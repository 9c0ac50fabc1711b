// SPDX-License-Identifier: GPL-3.0-only

//! In-process depth camera driver
//!
//! Behaves like the vendor SDK as far as the bridge can observe: cameras are
//! found through a descriptor, must be initialized, expose named use cases,
//! and deliver frames to a registered listener from a driver-owned thread.
//!
//! Every camera has a [`SimulatedHandle`] that outlives the device object.
//! Tests use it to inject failures, inspect what the bridge configured and
//! push frames synchronously from any thread.

use std::collections::HashMap;
use std::sync::atomic::{AtomicBool, AtomicU32, AtomicU64, Ordering};
use std::sync::{Arc, Mutex, PoisonError};
use std::time::Duration;

use tracing::{debug, info, warn};

use super::frame_loop::{CaptureLoopController, LoopAction, sleep_unless_stopped};
use super::types::*;
use super::{DepthDataListener, DepthDevice, DeviceManager};
use crate::constants::{self, sensor};

/// Use cases reported by simulated cameras
pub const SIMULATED_USE_CASES: &[&str] = &[
    "MODE_9_5FPS_2000",
    "MODE_9_10FPS_1000",
    "MODE_9_15FPS_700",
    "MODE_9_25FPS_450",
    "MODE_5_35FPS_600",
    "MODE_5_45FPS_500",
];

/// Driver operations that can be made to fail
#[derive(Debug, Clone, Copy, PartialEq, Eq, Hash)]
pub enum DriverOp {
    CreateCamera,
    Initialize,
    RegisterListener,
    UseCases,
    SetUseCase,
    SetExposureMode,
    SetExposureTime,
    StartCapture,
    StopCapture,
    MaxSensorWidth,
    MaxSensorHeight,
}

/// How a simulated camera produces frames once capture has started
#[derive(Debug, Clone, Copy, PartialEq, Eq, Default)]
pub enum StreamMode {
    /// Frames are only delivered through [`SimulatedHandle::emit`]
    #[default]
    Manual,
    /// A driver thread delivers synthetic frames at the use case frame rate
    Paced {
        /// Stop producing after this many frames
        max_frames: Option<u64>,
    },
}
# # # #
> _To do_:
Retype the material in full, keeping each line exactly as it is.

> _Written reply_:
repository 9c0ac50fabc1711b
// SPDX-License-Identifier: GPL-3.0-only

//! In-process depth camera driver
//!
//! Behaves like the vendor SDK as far as the bridge can observe: cameras are
//! found through a descriptor, must be initialized, expose named use cases,
//! and deliver frames to a registered listener from a driver-owned thread.
//!
//! Every camera has a [`SimulatedHandle`] that outlives the device object.
//! Tests use it to inject failures, inspect what the bridge configured and
//! push frames synchronously from any thread.

use std::collections::HashMap;
use std::sync::atomic::{AtomicBool, AtomicU32, AtomicU64, Ordering};
use std::sync::{Arc, Mutex, PoisonError};
use std::time::Duration;

use tracing::{debug, info, warn};

use super::frame_loop::{CaptureLoopController, LoopAction, sleep_unless_stopped};
use super::types::*;
use super::{DepthDataListener, DepthDevice, DeviceManager};
use crate::constants::{self, sensor};

/// Use cases reported by simulated cameras
pub const SIMULATED_USE_CASES: &[&str] = &[
    "MODE_9_5FPS_2000",
    "MODE_9_10FPS_1000",
    "MODE_9_15FPS_700",
    "MODE_9_25FPS_450",
    "MODE_5_35FPS_600",
    "MODE_5_45FPS_500",
];

/// Driver operations that can be made to fail
#[derive(Debug, Clone, Copy, PartialEq, Eq, Hash)]
pub enum DriverOp {
    CreateCamera,
    Initialize,
    RegisterListener,
    UseCases,
    SetUseCase,
    SetExposureMode,
    SetExposureTime,
    StartCapture,
    StopCapture,
    MaxSensorWidth,
    MaxSensorHeight,
}

/// How a simulated camera produces frames once capture has started
#[derive(Debug, Clone, Copy, PartialEq, Eq, Default)]
pub enum StreamMode {
    /// Frames are only delivered through [`SimulatedHandle::emit`]
    #[default]
    Manual,
    /// A driver thread delivers synthetic frames at the use case frame rate
    Paced {
        /// Stop producing after this many frames
        max_frames: Option<u64>,
    },
}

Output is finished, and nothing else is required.